*ACTIVITY*. Could you set down exactly the lines in the records below between the line holding "filename crates/agentic-capture/src/patterns.rs" and the line holding "return media.matches_content_type(declared);", inclusive?

*THE RECORDS*.
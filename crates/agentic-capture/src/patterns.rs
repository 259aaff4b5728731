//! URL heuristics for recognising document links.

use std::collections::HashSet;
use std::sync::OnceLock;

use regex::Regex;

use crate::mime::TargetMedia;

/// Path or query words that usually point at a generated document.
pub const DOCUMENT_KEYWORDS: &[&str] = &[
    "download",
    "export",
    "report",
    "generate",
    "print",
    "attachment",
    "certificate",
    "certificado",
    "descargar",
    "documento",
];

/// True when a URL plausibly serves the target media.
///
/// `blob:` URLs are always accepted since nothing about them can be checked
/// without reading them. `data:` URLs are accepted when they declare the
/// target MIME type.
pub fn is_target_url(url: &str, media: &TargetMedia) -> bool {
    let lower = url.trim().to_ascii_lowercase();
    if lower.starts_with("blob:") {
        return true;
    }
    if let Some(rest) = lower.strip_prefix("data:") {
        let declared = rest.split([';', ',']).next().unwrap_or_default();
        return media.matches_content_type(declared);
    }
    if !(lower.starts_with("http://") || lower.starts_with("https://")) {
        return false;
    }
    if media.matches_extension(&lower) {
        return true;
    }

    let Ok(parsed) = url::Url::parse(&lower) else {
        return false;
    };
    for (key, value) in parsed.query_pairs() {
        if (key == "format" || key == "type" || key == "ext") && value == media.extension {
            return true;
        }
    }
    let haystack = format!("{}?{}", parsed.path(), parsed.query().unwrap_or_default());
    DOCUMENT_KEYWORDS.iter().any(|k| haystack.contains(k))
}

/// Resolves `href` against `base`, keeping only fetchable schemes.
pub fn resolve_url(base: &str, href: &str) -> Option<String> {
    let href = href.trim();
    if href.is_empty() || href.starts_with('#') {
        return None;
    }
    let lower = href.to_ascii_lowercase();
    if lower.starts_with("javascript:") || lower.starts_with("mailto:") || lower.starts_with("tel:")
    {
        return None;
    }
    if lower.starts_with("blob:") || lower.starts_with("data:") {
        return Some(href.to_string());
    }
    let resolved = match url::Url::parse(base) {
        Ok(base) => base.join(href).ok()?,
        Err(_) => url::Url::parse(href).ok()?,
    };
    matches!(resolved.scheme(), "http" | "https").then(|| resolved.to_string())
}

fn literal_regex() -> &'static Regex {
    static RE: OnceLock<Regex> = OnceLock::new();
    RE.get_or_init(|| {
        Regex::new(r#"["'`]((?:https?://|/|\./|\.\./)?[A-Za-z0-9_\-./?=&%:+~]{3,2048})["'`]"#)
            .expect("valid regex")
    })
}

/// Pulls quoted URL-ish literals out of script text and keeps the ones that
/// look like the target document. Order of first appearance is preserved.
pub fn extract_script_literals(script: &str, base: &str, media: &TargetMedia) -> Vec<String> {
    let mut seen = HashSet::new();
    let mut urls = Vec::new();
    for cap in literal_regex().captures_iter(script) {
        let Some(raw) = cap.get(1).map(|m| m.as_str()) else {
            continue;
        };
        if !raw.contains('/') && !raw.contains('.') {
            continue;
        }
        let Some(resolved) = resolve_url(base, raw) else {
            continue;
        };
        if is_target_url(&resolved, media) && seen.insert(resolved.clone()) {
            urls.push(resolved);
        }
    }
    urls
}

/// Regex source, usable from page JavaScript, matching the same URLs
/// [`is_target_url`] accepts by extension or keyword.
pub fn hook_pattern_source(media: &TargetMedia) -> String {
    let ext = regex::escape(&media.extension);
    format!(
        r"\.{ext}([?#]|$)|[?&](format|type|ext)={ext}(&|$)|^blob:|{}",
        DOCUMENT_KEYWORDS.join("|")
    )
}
* * *
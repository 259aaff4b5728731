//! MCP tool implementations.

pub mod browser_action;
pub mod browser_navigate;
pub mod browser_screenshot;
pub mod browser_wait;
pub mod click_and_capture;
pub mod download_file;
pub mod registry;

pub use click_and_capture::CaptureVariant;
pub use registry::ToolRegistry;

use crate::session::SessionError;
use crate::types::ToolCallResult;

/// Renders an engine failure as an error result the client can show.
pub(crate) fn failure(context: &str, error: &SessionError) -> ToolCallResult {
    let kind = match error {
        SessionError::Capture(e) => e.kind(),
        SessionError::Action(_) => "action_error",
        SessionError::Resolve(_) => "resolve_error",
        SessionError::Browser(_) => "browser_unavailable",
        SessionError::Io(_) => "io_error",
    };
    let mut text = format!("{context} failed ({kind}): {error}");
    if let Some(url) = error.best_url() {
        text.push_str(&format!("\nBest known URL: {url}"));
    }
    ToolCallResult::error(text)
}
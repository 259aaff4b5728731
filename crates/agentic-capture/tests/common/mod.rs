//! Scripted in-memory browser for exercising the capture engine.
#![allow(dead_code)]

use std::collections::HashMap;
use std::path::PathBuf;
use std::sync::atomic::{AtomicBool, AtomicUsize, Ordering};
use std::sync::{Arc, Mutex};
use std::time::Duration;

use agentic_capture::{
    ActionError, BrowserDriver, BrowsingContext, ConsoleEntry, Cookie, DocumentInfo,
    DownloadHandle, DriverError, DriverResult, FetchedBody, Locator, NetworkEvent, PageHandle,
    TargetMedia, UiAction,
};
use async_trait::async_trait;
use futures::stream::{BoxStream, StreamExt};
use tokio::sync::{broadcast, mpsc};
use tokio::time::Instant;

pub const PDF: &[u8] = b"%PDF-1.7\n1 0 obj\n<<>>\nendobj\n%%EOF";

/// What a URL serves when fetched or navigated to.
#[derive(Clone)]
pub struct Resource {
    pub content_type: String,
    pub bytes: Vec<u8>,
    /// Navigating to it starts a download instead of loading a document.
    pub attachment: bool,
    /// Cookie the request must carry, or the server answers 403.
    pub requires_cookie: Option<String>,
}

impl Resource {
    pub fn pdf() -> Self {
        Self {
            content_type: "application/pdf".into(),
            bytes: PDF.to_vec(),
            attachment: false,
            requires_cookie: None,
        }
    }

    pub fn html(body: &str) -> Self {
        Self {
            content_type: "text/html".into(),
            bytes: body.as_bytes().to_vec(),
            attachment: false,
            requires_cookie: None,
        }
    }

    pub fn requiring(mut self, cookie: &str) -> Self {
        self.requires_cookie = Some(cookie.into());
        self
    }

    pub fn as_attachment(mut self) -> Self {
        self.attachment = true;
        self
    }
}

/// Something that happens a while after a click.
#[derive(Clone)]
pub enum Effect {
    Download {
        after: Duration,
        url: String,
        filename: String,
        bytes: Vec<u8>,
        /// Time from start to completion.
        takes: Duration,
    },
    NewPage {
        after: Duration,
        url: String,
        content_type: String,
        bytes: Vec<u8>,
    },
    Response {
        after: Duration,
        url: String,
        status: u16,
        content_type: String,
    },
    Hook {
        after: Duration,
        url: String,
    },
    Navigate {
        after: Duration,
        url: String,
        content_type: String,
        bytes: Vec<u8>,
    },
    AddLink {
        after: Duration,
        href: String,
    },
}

*RESULT FOR THIS TASK*.
filename crates/agentic-capture/src/patterns.rs
repository 259aaff4b5728731
//! URL heuristics for recognising document links.

use std::collections::HashSet;
use std::sync::OnceLock;

use regex::Regex;

use crate::mime::TargetMedia;

/// Path or query words that usually point at a generated document.
pub const DOCUMENT_KEYWORDS: &[&str] = &[
    "download",
    "export",
    "report",
    "generate",
    "print",
    "attachment",
    "certificate",
    "certificado",
    "descargar",
    "documento",
];

/// True when a URL plausibly serves the target media.
///
/// `blob:` URLs are always accepted since nothing about them can be checked
/// without reading them. `data:` URLs are accepted when they declare the
/// target MIME type.
pub fn is_target_url(url: &str, media: &TargetMedia) -> bool {
    let lower = url.trim().to_ascii_lowercase();
    if lower.starts_with("blob:") {
        return true;
    }
    if let Some(rest) = lower.strip_prefix("data:") {
        let declared = rest.split([';', ',']).next().unwrap_or_default();
        return media.matches_content_type(declared);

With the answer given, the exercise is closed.